━━━━━ INFORMATION SUPPLIED

#![allow(dead_code)]

use std::net::SocketAddr;
use std::sync::Arc;

use async_trait::async_trait;
use axum::Router;
use tempfile::TempDir;
use web_toolbox::domain::integrations::{
    FetchedMedia, IntegrationError, MediaFetcher, UrlShortener,
};
use web_toolbox::infrastructure::{ArtifactStore, SvgQrEncoder};
use web_toolbox::state::AppState;

/// Shortener stub answering every call with the same short URL.
pub struct FixedShortener {
    pub tiny_url: String,
}

#[async_trait]
impl UrlShortener for FixedShortener {
    async fn shorten(&self, _long_url: &str) -> Result<String, IntegrationError> {
        Ok(self.tiny_url.clone())
    }
}

/// Shortener stub failing every call.
pub struct FailingShortener;

#[async_trait]
impl UrlShortener for FailingShortener {
    async fn shorten(&self, _long_url: &str) -> Result<String, IntegrationError> {
        Err(IntegrationError::unavailable("shortener", "HTTP 502"))
    }
}

/// Media stub reporting a fixed completed download.
pub struct FixedMediaFetcher;

#[async_trait]
impl MediaFetcher for FixedMediaFetcher {
    async fn fetch(&self, _media_url: &str) -> Result<FetchedMedia, IntegrationError> {
        Ok(FetchedMedia {
            file_name: "media-fixture00.mp4".to_string(),
            public_path: "/static/media-fixture00.mp4".to_string(),
            bytes_written: 4,
            sha256: "0".repeat(64),
        })
    }
}

/// Builds application state over a fresh artifact directory.
///
/// The shortener and media fetcher are stubs; the QR encoder is real since
/// it has no external dependency. Swap individual fields when a test needs
/// a real client or a failing one.
pub fn create_test_state() -> (AppState, TempDir) {
    let dir = tempfile::tempdir().unwrap();
    let artifacts = Arc::new(ArtifactStore::new(dir.path()).unwrap());

    let state = AppState {
        shortener: Arc::new(FixedShortener {
            tiny_url: "https://tinyurl.com/abc123".to_string(),
        }),
        qr: Arc::new(SvgQrEncoder::new()),
        media: Arc::new(FixedMediaFetcher),
        artifacts,
    };

    (state, dir)
}

/// Serves `router` on an ephemeral local port, returning the bound address.
///
/// Used to stand in for external HTTP services so the real `reqwest`-based
/// clients can be exercised without touching the network.
pub async fn spawn_upstream(router: Router) -> SocketAddr {
    let listener = tokio::net::TcpListener::bind("127.0.0.1:0").await.unwrap();
    let addr = listener.local_addr().unwrap();

    tokio::spawn(async move {
        axum::serve(listener, router).await.unwrap();
    });

    addr
}
//! Handlers for the echo endpoints.

use axum::Json;
use axum::extract::rejection::JsonRejection;

use crate::api::dto::echo::{GetEchoResponse, PostEchoResponse};
use crate::error::ApiError;

/// Returns a fixed probe message.
///
/// # Endpoint
///
/// `GET /api/get`
///
/// Always answers 200 with `{"message": "API is working!"}`; query parameters
/// and bodies are ignored.
pub async fn get_echo_handler() -> Json<GetEchoResponse> {
    Json(GetEchoResponse {
        message: "API is working!".to_string(),
    })
}

/// Echoes a posted JSON body back to the caller.
///
/// # Endpoint
///
/// `POST /api/post`
///
/// # Response
///
/// ```json
/// {
///   "message": "This is a POST response",
///   "data": { "any": "posted JSON" }
/// }
/// ```
///
/// # Errors
///
/// Returns 400 Bad Request when the body is not parseable JSON, and when the
/// parsed body is empty (`null`, `{}`, `[]` or `""`).
pub async fn post_echo_handler(
    payload: Result<Json<serde_json::Value>, JsonRejection>,
) -> Result<Json<PostEchoResponse>, ApiError> {
    let Json(body) = payload.map_err(|_| ApiError::validation("Invalid JSON"))?;

    if is_empty_body(&body) {
        return Err(ApiError::validation("body is required"));
    }

    Ok(Json(PostEchoResponse {
        message: "This is a POST response".to_string(),
        data: body,
    }))
}

/// A body that parsed but carries nothing worth echoing.
fn is_empty_body(body: &serde_json::Value) -> bool {
    match body {
        serde_json::Value::Null => true,
        serde_json::Value::String(s) => s.is_empty(),
        serde_json::Value::Array(items) => items.is_empty(),
        serde_json::Value::Object(fields) => fields.is_empty(),
        _ => false,
    }
}
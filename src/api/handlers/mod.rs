//! Request handlers, one module per endpoint family.
//!
//! Handlers decode the request, call a domain trait if the endpoint has
//! one, and map the outcome into the response envelope.

pub mod echo;
pub mod fallback;
pub mod health;
pub mod media;
pub mod qrcode;
pub mod shorten;

pub use echo::{get_echo_handler, post_echo_handler};
pub use fallback::not_found_handler;
pub use health::health_handler;
pub use media::ytdl_handler;
pub use qrcode::qrcode_handler;
pub use shorten::tinyurl_handler;
//! Game state and core simulation types
//!
//! Single-writer entity model: everything mutates inside tick/action
//! handlers, nothing is shared.

use glam::Vec2;
use rand::SeedableRng;
use rand_pcg::Pcg32;
use serde::{Deserialize, Serialize};

use super::schedule::Scheduler;
use crate::consts::*;
use crate::tuning::{BossKind, EnemyKind};

/// Current phase of the game session
#[derive(Debug, Clone, Copy, PartialEq, Eq, Serialize, Deserialize)]
pub enum GamePhase {
    /// Title screen; only Start is accepted
    Menu,
    /// Level timer running, enemies spawning
    Playing,
    /// Timer expired, boss active (spawner stopped)
    BossFight,
    /// Boss down; waiting for Continue into the next level
    LevelComplete,
    /// Run ended; Restart begins a fresh run
    GameOver,
}

impl GamePhase {
    /// Phases in which entities move, spawn and deal damage
    pub fn is_play(self) -> bool {
        matches!(self, GamePhase::Playing | GamePhase::BossFight)
    }
}

/// Facing direction along the scroll axis
#[derive(Debug, Clone, Copy, PartialEq, Eq, Serialize, Deserialize)]
pub enum Direction {
    Left,
    Right,
}

impl Direction {
    /// +1 for right, -1 for left
    pub fn sign(self) -> f32 {
        match self {
            Direction::Left => -1.0,
            Direction::Right => 1.0,
        }
    }
}

/// Standing or crouching (crouch halves walk speed)
#[derive(Debug, Clone, Copy, PartialEq, Eq, Serialize, Deserialize)]
pub enum Posture {
    Standing,
    Crouching,
}

/// Snapshot of currently-held movement intents, replaced wholesale by the
/// input collaborator; read-only inside the tick.
#[derive(Debug, Clone, Copy, Default, PartialEq, Eq, Serialize, Deserialize)]
pub struct ControlState {
    pub left: bool,
    pub right: bool,
    pub up: bool,
    pub down: bool,
    /// Held-crouch intent; OR-ed with the toggled posture
    pub crouch: bool,
}

/// The player character. Never destroyed; health 0 ends the run instead.
#[derive(Debug, Clone, Serialize, Deserialize)]
pub struct Player {
    pub pos: Vec2,
    pub direction: Direction,
    pub posture: Posture,
    pub is_attacking: bool,
    pub health: f32,
}

impl Player {
    pub fn new() -> Self {
        Self {
            pos: Vec2::new(50.0, (PLAY_AREA_MIN_Y + PLAY_AREA_MAX_Y) / 2.0),
            direction: Direction::Right,
            posture: Posture::Standing,
            is_attacking: false,
            health: PLAYER_MAX_HEALTH,
        }
    }

    /// Crouching if either toggled or held via control state
    pub fn is_crouching(&self, controls: &ControlState) -> bool {
        self.posture == Posture::Crouching || controls.crouch
    }
}

impl Default for Player {
    fn default() -> Self {
        Self::new()
    }
}

/// A regular enemy
#[derive(Debug, Clone, Serialize, Deserialize)]
pub struct Enemy {
    pub id: u32,
    pub kind: EnemyKind,
    pub pos: Vec2,
    pub direction: Direction,
    /// Walk speed (percent per nominal tick), jittered at spawn
    pub speed: f32,
    pub health: i32,
    pub max_health: i32,
    /// Pending impulse; while non-negligible it suppresses steering
    pub knockback: Vec2,
    /// Transient flash flag, visual only
    pub is_hurt: bool,
}

/// The boss. At most one exists at a time.
#[derive(Debug, Clone, Serialize, Deserialize)]
pub struct Boss {
    pub kind: BossKind,
    pub pos: Vec2,
    pub direction: Direction,
    pub speed: f32,
    pub health: i32,
    pub max_health: i32,
    pub knockback: Vec2,
    pub is_hurt: bool,
    /// Milliseconds until the next contact hit is allowed
    pub attack_cooldown_ms: f64,
}

/// Ephemeral score readout for the renderer; no simulation effect
#[derive(Debug, Clone, Serialize, Deserialize)]
pub struct ScorePopup {
    pub id: u32,
    pub pos: Vec2,
    pub value: u64,
}

/// Complete session state. Owned by `GameSession`; mutated only through
/// tick and action handlers.
#[derive(Debug, Clone)]
pub struct GameState {
    /// Run seed for reproducibility
    pub seed: u64,
    pub phase: GamePhase,
    /// Current level, 1-based
    pub level: u32,
    /// Times the boss has been re-fought after clearing level 3
    pub boss_loop_count: u32,
    /// Level timer, whole seconds remaining
    pub time_remaining: u32,
    pub score: u64,
    pub player: Player,
    pub enemies: Vec<Enemy>,
    pub boss: Option<Boss>,
    pub popups: Vec<ScorePopup>,
    /// Background offset, accumulated inversely to player movement
    pub scroll_offset: f32,
    /// Simulation clock in milliseconds
    pub time_ms: f64,
    /// Deferred-event queue (hurt clears, popup expiry, boss defeat)
    pub scheduler: Scheduler,
    pub rng: Pcg32,
    /// Fractional second accumulator for the level timer
    pub(crate) timer_acc: f32,
    /// Milliseconds accumulated toward the next enemy spawn
    pub(crate) spawn_acc_ms: f32,
    next_id: u32,
}

impl GameState {
    /// Create a fresh session in the menu
    pub fn new(seed: u64) -> Self {
        Self {
            seed,
            phase: GamePhase::Menu,
            level: 1,
            boss_loop_count: 0,
            time_remaining: LEVEL_DURATION_SECS,
            score: 0,
            player: Player::new(),
            enemies: Vec::new(),
            boss: None,
            popups: Vec::new(),
            scroll_offset: 0.0,
            time_ms: 0.0,
            scheduler: Scheduler::new(),
            rng: Pcg32::seed_from_u64(seed),
            timer_acc: 0.0,
            spawn_acc_ms: 0.0,
            next_id: 1,
        }
    }

    /// Allocate a new entity ID
    pub fn next_entity_id(&mut self) -> u32 {
        let id = self.next_id;
        self.next_id += 1;
        id
    }

    /// Full run reset: level 1, full health, cleared field, Playing
    pub fn start_run(&mut self) {
        self.level = 1;
        self.boss_loop_count = 0;
        self.score = 0;
        self.player = Player::new();
        self.begin_level();
        log::info!("run started (seed {})", self.seed);
    }

    /// Reset the per-level state and enter Playing
    pub fn begin_level(&mut self) {
        self.enemies.clear();
        self.boss = None;
        self.popups.clear();
        self.scheduler.clear();
        self.player.is_attacking = false;
        self.time_remaining = LEVEL_DURATION_SECS;
        self.timer_acc = 0.0;
        self.spawn_acc_ms = 0.0;
        self.phase = GamePhase::Playing;
        log::info!("level {} started", self.level);
    }

    /// Boss health scaling from looped encounters
    pub fn boss_health_multiplier(&self) -> f32 {
        1.0 + BOSS_LOOP_HEALTH_STEP * self.boss_loop_count as f32
    }

    /// Boss speed/damage scaling from looped encounters
    pub fn boss_aggression_multiplier(&self) -> f32 {
        1.0 + BOSS_LOOP_AGGRESSION_STEP * self.boss_loop_count as f32
    }

    /// Enemy spawn interval for the current level
    pub fn spawn_interval_ms(&self) -> f32 {
        (ENEMY_SPAWN_BASE_MS - ENEMY_SPAWN_STEP_MS * (self.level.saturating_sub(1)) as f32)
            .max(ENEMY_SPAWN_MIN_MS)
    }
}

#[cfg(test)]
mod tests {
    use super::*;

    #[test]
    fn test_new_state_in_menu() {
        let state = GameState::new(7);
        assert_eq!(state.phase, GamePhase::Menu);
        assert_eq!(state.level, 1);
        assert_eq!(state.score, 0);
        assert!(state.enemies.is_empty());
        assert!(state.boss.is_none());
    }

    #[test]
    fn test_entity_ids_monotonic() {
        let mut state = GameState::new(7);
        let a = state.next_entity_id();
        let b = state.next_entity_id();
        assert!(b > a);
    }

    #[test]
    fn test_loop_multipliers() {
        let mut state = GameState::new(7);
        assert_eq!(state.boss_health_multiplier(), 1.0);
        state.boss_loop_count = 2;
        assert_eq!(state.boss_health_multiplier(), 2.0);
        assert!((state.boss_aggression_multiplier() - 1.6).abs() < 1e-6);
    }

    #[test]
    fn test_spawn_interval_floor() {
        let mut state = GameState::new(7);
        assert_eq!(state.spawn_interval_ms(), 2000.0);
        state.level = 2;
        assert_eq!(state.spawn_interval_ms(), 1600.0);
        state.level = 10;
        assert_eq!(state.spawn_interval_ms(), 800.0);
    }

    #[test]
    fn test_crouch_is_held_or_toggled() {
        let player = Player::new();
        let held = ControlState {
            crouch: true,
            ..Default::default()
        };
        assert!(player.is_crouching(&held));
        assert!(!player.is_crouching(&ControlState::default()));

        let mut toggled = Player::new();
        toggled.posture = Posture::Crouching;
        assert!(toggled.is_crouching(&ControlState::default()));
    }
}
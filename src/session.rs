//! Top-level game session
//!
//! The one surface the excluded collaborators see: the input layer feeds
//! `handle_action`/`set_control_state`, the clock drives `tick`, and the
//! renderer reads `snapshot`. Everything else stays internal to `sim`.

use serde::Serialize;

use crate::sim::{
    self, Boss, ControlState, Enemy, GamePhase, GameState, Player, Posture, ScorePopup,
};

/// Discrete, non-repeating player intents
#[derive(Debug, Clone, Copy, PartialEq, Eq)]
pub enum Action {
    /// Begin a run from the menu
    Start,
    /// Advance past the level-complete screen
    Continue,
    /// Begin a fresh run after game over
    Restart,
    /// Swing the melee attack
    Attack,
    /// Flip standing/crouching posture
    ToggleCrouch,
}

/// Read-only state for the renderer. Owns clones of every container so
/// it never aliases the live entity model.
#[derive(Debug, Clone, Serialize)]
pub struct Snapshot {
    pub phase: GamePhase,
    pub level: u32,
    pub boss_loop_count: u32,
    pub score: u64,
    pub time_remaining: u32,
    pub player_health: f32,
    pub player: Player,
    pub enemies: Vec<Enemy>,
    pub boss: Option<Boss>,
    pub score_popups: Vec<ScorePopup>,
    pub scroll_offset: f32,
}

/// Owns the whole simulation; single logical thread, no interior sharing
#[derive(Debug, Clone)]
pub struct GameSession {
    state: GameState,
    controls: ControlState,
}

impl GameSession {
    /// New session at the menu, with a seedable random source for
    /// reproducible runs
    pub fn new(seed: u64) -> Self {
        Self {
            state: GameState::new(seed),
            controls: ControlState::default(),
        }
    }

    /// Advance the simulation by `dt` seconds
    pub fn tick(&mut self, dt: f32) {
        sim::tick(&mut self.state, &self.controls, dt);
    }

    /// Handle one discrete action. Actions invalid in the current phase
    /// are silently ignored.
    pub fn handle_action(&mut self, action: Action) {
        match action {
            Action::Start => {
                if self.state.phase == GamePhase::Menu {
                    self.state.start_run();
                }
            }
            Action::Continue => {
                if self.state.phase == GamePhase::LevelComplete {
                    self.state.level += 1;
                    self.state.begin_level();
                }
            }
            Action::Restart => {
                // Equivalent to replaying Start from the menu
                if self.state.phase == GamePhase::GameOver {
                    self.state.start_run();
                }
            }
            Action::Attack => {
                sim::resolve_attack(&mut self.state);
            }
            Action::ToggleCrouch => {
                if self.state.phase.is_play() {
                    let player = &mut self.state.player;
                    player.posture = match player.posture {
                        Posture::Standing => Posture::Crouching,
                        Posture::Crouching => Posture::Standing,
                    };
                }
            }
        }
    }

    /// Replace the held-intent snapshot wholesale
    pub fn set_control_state(&mut self, controls: ControlState) {
        self.controls = controls;
    }

    /// Clone out the render-facing state
    pub fn snapshot(&self) -> Snapshot {
        Snapshot {
            phase: self.state.phase,
            level: self.state.level,
            boss_loop_count: self.state.boss_loop_count,
            score: self.state.score,
            time_remaining: self.state.time_remaining,
            player_health: self.state.player.health,
            player: self.state.player.clone(),
            enemies: self.state.enemies.clone(),
            boss: self.state.boss.clone(),
            score_popups: self.state.popups.clone(),
            scroll_offset: self.state.scroll_offset,
        }
    }

    /// Direct state access for tests and headless drivers
    pub fn state(&self) -> &GameState {
        &self.state
    }
}
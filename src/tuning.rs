//! Data-driven game balance
//!
//! Per-kind stat tables for enemies and bosses. Everything here is plain
//! data so balance changes never touch simulation code.

use serde::{Deserialize, Serialize};

use crate::consts::*;

/// Enemy varieties
#[derive(Debug, Clone, Copy, PartialEq, Eq, Serialize, Deserialize)]
pub enum EnemyKind {
    /// Common weak type: fast, fragile, 1 contact damage
    FireSpirit,
    /// Tougher type: slower, more health, 2 contact damage
    CandleWraith,
}

/// Stats for one enemy kind
#[derive(Debug, Clone, Copy)]
pub struct EnemyParams {
    pub health: i32,
    /// Contact damage to the player per tick of overlap
    pub contact_damage: f32,
    /// Base walk speed (percent per nominal tick); spawn adds jitter
    pub speed_base: f32,
    pub speed_jitter: f32,
    /// Score awarded on kill
    pub points: u64,
}

impl EnemyKind {
    pub fn params(self) -> EnemyParams {
        match self {
            EnemyKind::FireSpirit => EnemyParams {
                health: 2,
                contact_damage: 1.0,
                speed_base: 0.30,
                speed_jitter: 0.15,
                points: 10,
            },
            EnemyKind::CandleWraith => EnemyParams {
                health: 5,
                contact_damage: 2.0,
                speed_base: 0.20,
                speed_jitter: 0.10,
                points: 30,
            },
        }
    }
}

/// Boss varieties
#[derive(Debug, Clone, Copy, PartialEq, Eq, Serialize, Deserialize)]
pub enum BossKind {
    /// Weak boss, levels 1-3; dies fast so the defeat delay is short
    Ogre,
    /// Strong boss, level 4+; long delay covers its dissolve effect
    Wraith,
}

/// Stats for one boss kind, before loop scaling
#[derive(Debug, Clone, Copy)]
pub struct BossParams {
    pub base_health: i32,
    pub health_per_level: i32,
    pub contact_damage: f32,
    pub speed: f32,
    /// Delay between boss death and the phase transition (render
    /// accommodation; modeled as a deferred event, not a sleep)
    pub defeat_delay_ms: f64,
}

impl BossKind {
    /// Boss kind for a given level
    pub fn for_level(level: u32) -> Self {
        if level >= STRONG_BOSS_MIN_LEVEL {
            BossKind::Wraith
        } else {
            BossKind::Ogre
        }
    }

    pub fn params(self) -> BossParams {
        match self {
            BossKind::Ogre => BossParams {
                base_health: 25,
                health_per_level: 5,
                contact_damage: 3.0,
                speed: 0.35,
                defeat_delay_ms: 400.0,
            },
            BossKind::Wraith => BossParams {
                base_health: 50,
                health_per_level: 10,
                contact_damage: 5.0,
                speed: 0.45,
                defeat_delay_ms: 1500.0,
            },
        }
    }

    /// Unscaled max health for this kind at a given level
    pub fn base_health(self, level: u32) -> i32 {
        let p = self.params();
        p.base_health + p.health_per_level * level.saturating_sub(1) as i32
    }
}
//! Knight Brawl - side-scrolling beat-'em-up simulation core
//!
//! Core modules:
//! - `sim`: Deterministic simulation (entities, combat, motion, spawning)
//! - `session`: Top-level game session facade for input/render collaborators
//! - `tuning`: Data-driven game balance
//!
//! Rendering, raw input capture and audio are external collaborators; the
//! crate exposes only tick/action entry points and read-only snapshots.

pub mod session;
pub mod sim;
pub mod tuning;

pub use session::{Action, GameSession, Snapshot};
pub use sim::{ControlState, GamePhase, GameState};

/// Game configuration constants
///
/// Distances are in percent of the playfield width; durations in
/// milliseconds unless noted.
pub mod consts {
    /// Nominal simulation timestep (60 Hz). Variable-delta ticks scale
    /// per-tick magnitudes by `dt / NOMINAL_DT` to stay rate-independent.
    pub const NOMINAL_DT: f32 = 1.0 / 60.0;

    /// Horizontal playfield bounds for player, enemies and boss
    pub const PLAY_AREA_MIN_X: f32 = 5.0;
    pub const PLAY_AREA_MAX_X: f32 = 95.0;
    /// Depth band for pseudo-isometric movement
    pub const PLAY_AREA_MIN_Y: f32 = 50.0;
    pub const PLAY_AREA_MAX_Y: f32 = 90.0;

    /// Player walk speed (percent per nominal tick); crouching halves it
    pub const PLAYER_SPEED: f32 = 1.0;
    pub const PLAYER_MAX_HEALTH: f32 = 100.0;
    /// Background scroll offset accumulates inversely to player movement
    pub const SCROLL_FACTOR: f32 = 1.0;

    /// Melee hitbox extent per axis
    pub const ATTACK_RANGE_X: f32 = 13.0;
    pub const ATTACK_RANGE_Y: f32 = 40.0;
    /// Attack animation duration; the only rate limit on player damage
    pub const ATTACK_DURATION_MS: f64 = 400.0;
    /// Damage per connected swing
    pub const ATTACK_DAMAGE: i32 = 1;

    /// Knockback impulse applied to a surviving enemy (boss takes half)
    pub const KNOCKBACK_FORCE: f32 = 8.0;
    /// Geometric decay per nominal tick
    pub const KNOCKBACK_RECOVERY: f32 = 0.3;
    /// Below this magnitude knockback snaps to zero
    pub const KNOCKBACK_SNAP_THRESHOLD: f32 = 0.1;
    /// Random depth component added to a knockback impulse
    pub const KNOCKBACK_DEPTH_JITTER: f32 = 2.0;

    /// Hurt-flash duration on a surviving entity
    pub const HURT_FLASH_MS: f64 = 150.0;
    /// Score popup display duration
    pub const SCORE_POPUP_MS: f64 = 800.0;

    /// Contact ranges (both smaller than attack range so reach wins)
    pub const CONTACT_RANGE_ENEMY: f32 = 5.0;
    pub const CONTACT_RANGE_BOSS: f32 = 9.0;

    /// Level timer (whole seconds); expiry spawns the boss
    pub const LEVEL_DURATION_SECS: u32 = 70;

    /// Enemy spawn interval: max(MIN, BASE - STEP * (level - 1))
    pub const ENEMY_SPAWN_BASE_MS: f32 = 2000.0;
    pub const ENEMY_SPAWN_STEP_MS: f32 = 400.0;
    pub const ENEMY_SPAWN_MIN_MS: f32 = 800.0;
    /// Candle wraith probability: BASE + STEP * (level - 1)
    pub const CANDLE_BASE_CHANCE: f64 = 0.1;
    pub const CANDLE_CHANCE_STEP: f64 = 0.1;

    /// Boss loop scaling (applied after clearing level 3)
    pub const BOSS_LOOP_HEALTH_STEP: f32 = 0.5;
    pub const BOSS_LOOP_AGGRESSION_STEP: f32 = 0.3;
    /// Levels at and above this spawn the strong boss kind
    pub const STRONG_BOSS_MIN_LEVEL: u32 = 4;
    /// Boss contact damage is gated by its attack cooldown
    pub const BOSS_ATTACK_COOLDOWN_MS: f64 = 500.0;
    /// Boss point value: BOSS_SCORE_PER_LEVEL * current level
    pub const BOSS_SCORE_PER_LEVEL: u64 = 100;
}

━━━━━━━━━━

§ **ACTION ITEM**
Find the string "GameState" in the records, then copy each line where it occurs.

§ **RESPONSE FOR THIS EXERCISE**
pub struct GameState {
impl GameState {
        let state = GameState::new(7);
        let mut state = GameState::new(7);
        let mut state = GameState::new(7);
        let mut state = GameState::new(7);
    self, Boss, ControlState, Enemy, GamePhase, GameState, Player, Posture, ScorePopup,
    state: GameState,
            state: GameState::new(seed),
    pub fn state(&self) -> &GameState {
pub use sim::{ControlState, GamePhase, GameState};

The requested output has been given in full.